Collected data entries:
//! Order repository trait and its filter/sort vocabulary.

use async_trait::async_trait;
use chrono::NaiveDate;

use super::error::RepositoryResult;
use crate::models::{Order, OrderStatus};

/// Conjunctive filter over orders. Unset fields do not constrain.
#[derive(Debug, Clone, Default)]
pub struct OrderFilter {
    pub status: Option<OrderStatus>,
    /// Case-insensitive substring match over customer name, or a substring
    /// of the order ID rendered as decimal digits.
    pub text: Option<String>,
    /// Keep orders with `order_date >= date_from`.
    pub date_from: Option<NaiveDate>,
    /// Keep orders with `order_date < date_before`.
    pub date_before: Option<NaiveDate>,
}

impl OrderFilter {
    pub fn all() -> Self {
        Self::default()
    }

    pub fn pending() -> Self {
        Self {
            status: Some(OrderStatus::Pending),
            ..Self::default()
        }
    }

    /// Restrict to `from <= order_date < before`.
    pub fn dated_between(mut self, from: NaiveDate, before: NaiveDate) -> Self {
        self.date_from = Some(from);
        self.date_before = Some(before);
        self
    }

    /// Restrict to `order_date >= from`.
    pub fn dated_since(mut self, from: NaiveDate) -> Self {
        self.date_from = Some(from);
        self
    }

    /// Restrict to `order_date < before`.
    pub fn dated_before(mut self, before: NaiveDate) -> Self {
        self.date_before = Some(before);
        self
    }
}

/// Fields the recent-orders panel may sort by.
#[derive(Debug, Copy, Clone, PartialEq, Eq, Default)]
pub enum OrderSortField {
    Id,
    CustomerName,
    #[default]
    OrderDate,
    TotalAmount,
    Status,
}

impl OrderSortField {
    /// Parse a query-string value against the sort allow-list. Anything not
    /// on the list falls back to [`OrderSortField::OrderDate`].
    pub fn parse(raw: &str) -> Self {
        match raw {
            "id" => OrderSortField::Id,
            "customer_name" => OrderSortField::CustomerName,
            "order_date" => OrderSortField::OrderDate,
            "total_amount" => OrderSortField::TotalAmount,
            "status" => OrderSortField::Status,
            _ => OrderSortField::OrderDate,
        }
    }

    pub fn as_str(&self) -> &'static str {
        match self {
            OrderSortField::Id => "id",
            OrderSortField::CustomerName => "customer_name",
            OrderSortField::OrderDate => "order_date",
            OrderSortField::TotalAmount => "total_amount",
            OrderSortField::Status => "status",
        }
    }
}

/// Sort direction for order listings.
#[derive(Debug, Copy, Clone, PartialEq, Eq, Default)]
pub enum SortDirection {
    Asc,
    #[default]
    Desc,
}

impl SortDirection {
    /// Parse a query-string value. Unknown values fall back to descending.
    pub fn parse(raw: &str) -> Self {
        match raw {
            "asc" => SortDirection::Asc,
            _ => SortDirection::Desc,
        }
    }

    pub fn as_str(&self) -> &'static str {
        match self {
            SortDirection::Asc => "asc",
            SortDirection::Desc => "desc",
        }
    }
}

/// Repository trait for order reads.
///
/// # Thread Safety
/// Implementations must be `Send + Sync` to work with async Rust.
#[async_trait]
pub trait OrderRepository: Send + Sync {
    /// Count orders matching a filter.
    async fn count_orders(&self, filter: &OrderFilter) -> RepositoryResult<i64>;

    /// Fetch orders matching a filter, ordered and optionally capped.
    ///
    /// Ties on the sort field break by order ID in the same direction, so
    /// pagination-free listings stay stable across calls.
    ///
    /// # Arguments
    /// * `filter` - Conjunctive constraints
    /// * `sort` - Sort field from the allow-list
    /// * `direction` - Ascending or descending
    /// * `limit` - Maximum rows to return, `None` for all
    async fn list_orders(
        &self,
        filter: &OrderFilter,
        sort: OrderSortField,
        direction: SortDirection,
        limit: Option<usize>,
    ) -> RepositoryResult<Vec<Order>>;

    /// Case-insensitive search over customer name and the stored status
    /// value, plus an exact ID match when the query is all digits; newest
    /// order date first.
    async fn search_orders(&self, query: &str, limit: usize) -> RepositoryResult<Vec<Order>>;
}
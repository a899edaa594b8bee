pub mod inventory;
pub mod order;
pub mod shipment;

pub use inventory::*;
pub use order::*;
pub use shipment::*;
//! Shipment board and shipment detail services.

use std::str::FromStr;

use crate::api::{
    ChoiceOption, QuickFilter, ShipmentDetailData, ShipmentId, ShipmentListData,
};
use crate::db::repository::{RepositoryResult, ShipmentFilter, ShipmentSort};
use crate::db::RecordStore;
use crate::models::{Priority, ShipmentStatus};

/// Which half of the board is showing.
#[derive(Debug, Clone, Copy, PartialEq, Eq, Default)]
pub enum BoardTab {
    /// Everything still moving.
    #[default]
    Active,
    /// Delivered shipments only.
    Completed,
}

impl BoardTab {
    /// Parse a query value. Anything but "completed" is the active tab.
    pub fn parse(raw: &str) -> Self {
        if raw == "completed" {
            BoardTab::Completed
        } else {
            BoardTab::Active
        }
    }

    pub fn as_str(&self) -> &'static str {
        match self {
            BoardTab::Active => "active",
            BoardTab::Completed => "completed",
        }
    }
}

/// Parsed shipment board request options.
///
/// Unrecognized status or priority values behave like "all"; unknown sort
/// values fall back to the ETA sort.
#[derive(Debug, Clone, Default)]
pub struct ShipmentBoardQuery {
    pub tab: BoardTab,
    pub status: Option<ShipmentStatus>,
    pub priority: Option<Priority>,
    pub search: String,
    pub sort: ShipmentSort,
    pub selected_id: Option<ShipmentId>,
}

impl ShipmentBoardQuery {
    /// Build a query from raw request parameters.
    pub fn from_params(
        tab: Option<&str>,
        status: Option<&str>,
        priority: Option<&str>,
        q: Option<&str>,
        sort: Option<&str>,
        id: Option<i64>,
    ) -> Self {
        Self {
            tab: tab.map(BoardTab::parse).unwrap_or_default(),
            status: status.and_then(|raw| ShipmentStatus::from_str(raw).ok()),
            priority: priority.and_then(|raw| Priority::from_str(raw).ok()),
            search: q.unwrap_or_default().trim().to_string(),
            sort: sort.map(ShipmentSort::parse).unwrap_or_default(),
            selected_id: id.map(ShipmentId::new),
        }
    }
}

/// Status dropdown for a tab. The active tab hides the delivered option
/// since those shipments live on the completed tab.
pub(crate) fn status_choices(tab: BoardTab) -> Vec<ChoiceOption> {
    let mut choices = vec![ChoiceOption::new("all", "Status: All")];
    for status in ShipmentStatus::ALL {
        if tab == BoardTab::Active && status == ShipmentStatus::Delivered {
            continue;
        }
        choices.push(ChoiceOption::new(status.as_str(), status.label()));
    }
    choices
}

pub(crate) fn priority_choices() -> Vec<ChoiceOption> {
    let mut choices = vec![ChoiceOption::new("all", "Priority: All")];
    for priority in Priority::ALL {
        choices.push(ChoiceOption::new(priority.as_str(), priority.label()));
    }
    choices
}

pub(crate) fn sort_choices() -> Vec<ChoiceOption> {
    vec![
        ChoiceOption::new("eta", "Sort by: ETA (Soonest)"),
        ChoiceOption::new("eta_desc", "Sort by: ETA (Latest)"),
        ChoiceOption::new("updated", "Sort by: Last Updated"),
        ChoiceOption::new("priority", "Sort by: Priority"),
    ]
}

/// Preset shortcuts shown above the board.
pub(crate) fn quick_filters() -> Vec<QuickFilter> {
    vec![
        QuickFilter {
            label: "Delayed shipments".to_string(),
            query: "tab=active&status=delayed".to_string(),
        },
        QuickFilter {
            label: "High priority".to_string(),
            query: "tab=active&priority=high".to_string(),
        },
        QuickFilter {
            label: "Delivered this week".to_string(),
            query: "tab=completed&sort=eta_desc".to_string(),
        },
    ]
}

/// Combine the tab constraint with an explicit status filter.
///
/// The two constraints intersect: asking the completed tab for a
/// non-delivered status (or the active tab for delivered) matches nothing.
fn board_filter(query: &ShipmentBoardQuery) -> ShipmentFilter {
    let mut filter = match query.tab {
        BoardTab::Completed => ShipmentFilter::of_statuses(vec![ShipmentStatus::Delivered]),
        BoardTab::Active => ShipmentFilter::active(),
    };
    if let Some(status) = query.status {
        let visible_on_tab = match query.tab {
            BoardTab::Completed => status == ShipmentStatus::Delivered,
            BoardTab::Active => status != ShipmentStatus::Delivered,
        };
        filter.statuses = if visible_on_tab {
            Some(vec![status])
        } else {
            Some(vec![])
        };
    }
    filter.priority = query.priority;
    if !query.search.is_empty() {
        filter.text = Some(query.search.clone());
    }
    filter
}

/// Assemble the shipment board dataset for one request.
pub async fn get_shipment_board(
    repo: &dyn RecordStore,
    query: ShipmentBoardQuery,
) -> RepositoryResult<ShipmentListData> {
    let filter = board_filter(&query);
    let shipments = repo.list_shipments(&filter, query.sort, None).await?;

    let active_count = repo.count_shipments(&ShipmentFilter::active()).await?;
    let completed_count = repo
        .count_shipments(&ShipmentFilter::of_statuses(vec![ShipmentStatus::Delivered]))
        .await?;

    let selected = query
        .selected_id
        .and_then(|id| shipments.iter().find(|s| s.id == id))
        .or_else(|| shipments.first())
        .cloned();

    Ok(ShipmentListData {
        selected,
        current_tab: query.tab.as_str().to_string(),
        status_filter: query
            .status
            .map(|s| s.as_str().to_string())
            .unwrap_or_else(|| "all".to_string()),
        priority_filter: query
            .priority
            .map(|p| p.as_str().to_string())
            .unwrap_or_else(|| "all".to_string()),
        sort_option: query.sort.as_str().to_string(),
        search_query: query.search,
        active_count,
        completed_count,
        status_choices: status_choices(query.tab),
        priority_choices: priority_choices(),
        sort_choices: sort_choices(),
        quick_filters: quick_filters(),
        shipments,
    })
}

/// Fetch one shipment with its transit timeline, newest event first.
pub async fn get_shipment_detail(
    repo: &dyn RecordStore,
    id: ShipmentId,
) -> RepositoryResult<ShipmentDetailData> {
    let shipment = repo.get_shipment(id).await?;
    let events = repo.events_for_shipment(id).await?;
    Ok(ShipmentDetailData { shipment, events })
}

**Aim of the exercise**: Copy out every line in the records where the word "descending" is found.

**Your solution**:
    /// Parse a query-string value. Unknown values fall back to descending.
    /// * `direction` - Ascending or descending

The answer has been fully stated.